+++ Available records +++

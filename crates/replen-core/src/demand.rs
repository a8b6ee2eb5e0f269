//! 需求統計模型

use rust_decimal::Decimal;
use serde::{Deserialize, Serialize};

/// 產品日需求統計（上游預先計算，唯讀）
#[derive(Debug, Clone, PartialEq, Serialize, Deserialize)]
pub struct ProductDemandStats {
    /// 產品ID
    pub product_id: String,

    /// 日均需求（單位/天）；無銷售歷史時為 None
    pub avg_daily_units: Option<Decimal>,

    /// 日需求標準差（單位/天）；無銷售歷史時為 None
    pub std_daily_units: Option<Decimal>,
}

/// 補齊預設值後的需求統計
#[derive(Debug, Clone, Copy, PartialEq, Eq)]
pub struct ResolvedDemand {
    pub avg_daily_units: Decimal,
    pub std_daily_units: Decimal,
    /// 是否有任一欄位使用了預設值
    pub defaulted: bool,
}

impl ProductDemandStats {
    /// 創建完整的需求統計
    pub fn new(product_id: String, avg_daily_units: Decimal, std_daily_units: Decimal) -> Self {
        Self {
            product_id,
            avg_daily_units: Some(avg_daily_units),
            std_daily_units: Some(std_daily_units),
        }
    }

    /// 創建無銷售歷史的需求統計
    pub fn missing(product_id: String) -> Self {
        Self {
            product_id,
            avg_daily_units: None,
            std_daily_units: None,
        }
    }

    /// 是否兩個欄位皆有值
    pub fn is_complete(&self) -> bool {
        self.avg_daily_units.is_some() && self.std_daily_units.is_some()
    }

    /// 缺漏欄位各自以預設值補齊
    pub fn resolve(&self, default_avg: Decimal, default_std: Decimal) -> ResolvedDemand {
        ResolvedDemand {
            avg_daily_units: self.avg_daily_units.unwrap_or(default_avg),
            std_daily_units: self.std_daily_units.unwrap_or(default_std),
            defaulted: !self.is_complete(),
        }
    }
}

impl ResolvedDemand {
    /// 需求統計不可為負
    pub fn is_valid(&self) -> bool {
        self.avg_daily_units >= Decimal::ZERO && self.std_daily_units >= Decimal::ZERO
    }
}

#[cfg(test)]
mod tests {
    use super::*;

    #[test]
    fn test_complete_stats_are_kept() {
        let stats = ProductDemandStats::new("1".to_string(), Decimal::from(5), Decimal::from(2));
        let resolved = stats.resolve(Decimal::new(5, 1), Decimal::new(7, 1));

        assert_eq!(resolved.avg_daily_units, Decimal::from(5));
        assert_eq!(resolved.std_daily_units, Decimal::from(2));
        assert!(!resolved.defaulted);
        assert!(resolved.is_valid());
    }

    #[test]
    fn test_missing_stats_are_defaulted() {
        let stats = ProductDemandStats::missing("2".to_string());
        let resolved = stats.resolve(Decimal::new(5, 1), Decimal::new(7, 1));

        assert_eq!(resolved.avg_daily_units, Decimal::new(5, 1));
        assert_eq!(resolved.std_daily_units, Decimal::new(7, 1));
        assert!(resolved.defaulted);
    }

    #[test]
    fn test_fields_default_independently() {
        let stats = ProductDemandStats {
            product_id: "3".to_string(),
            avg_daily_units: Some(Decimal::from(4)),
            std_daily_units: None,
        };
        let resolved = stats.resolve(Decimal::new(5, 1), Decimal::new(7, 1));

        assert_eq!(resolved.avg_daily_units, Decimal::from(4));
        assert_eq!(resolved.std_daily_units, Decimal::new(7, 1));
        assert!(resolved.defaulted);
    }

    #[test]
    fn test_negative_stats_are_invalid() {
        let stats = ProductDemandStats::new("4".to_string(), Decimal::from(-1), Decimal::ONE);
        let resolved = stats.resolve(Decimal::ZERO, Decimal::ZERO);

        assert!(!resolved.is_valid());
    }
}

+++

Aim of the exercise :: A copy of each line in the data above that holds the string "derive" is needed.

Exercise response ::
#[derive(Debug, Clone, PartialEq, Serialize, Deserialize)]
#[derive(Debug, Clone, Copy, PartialEq, Eq)]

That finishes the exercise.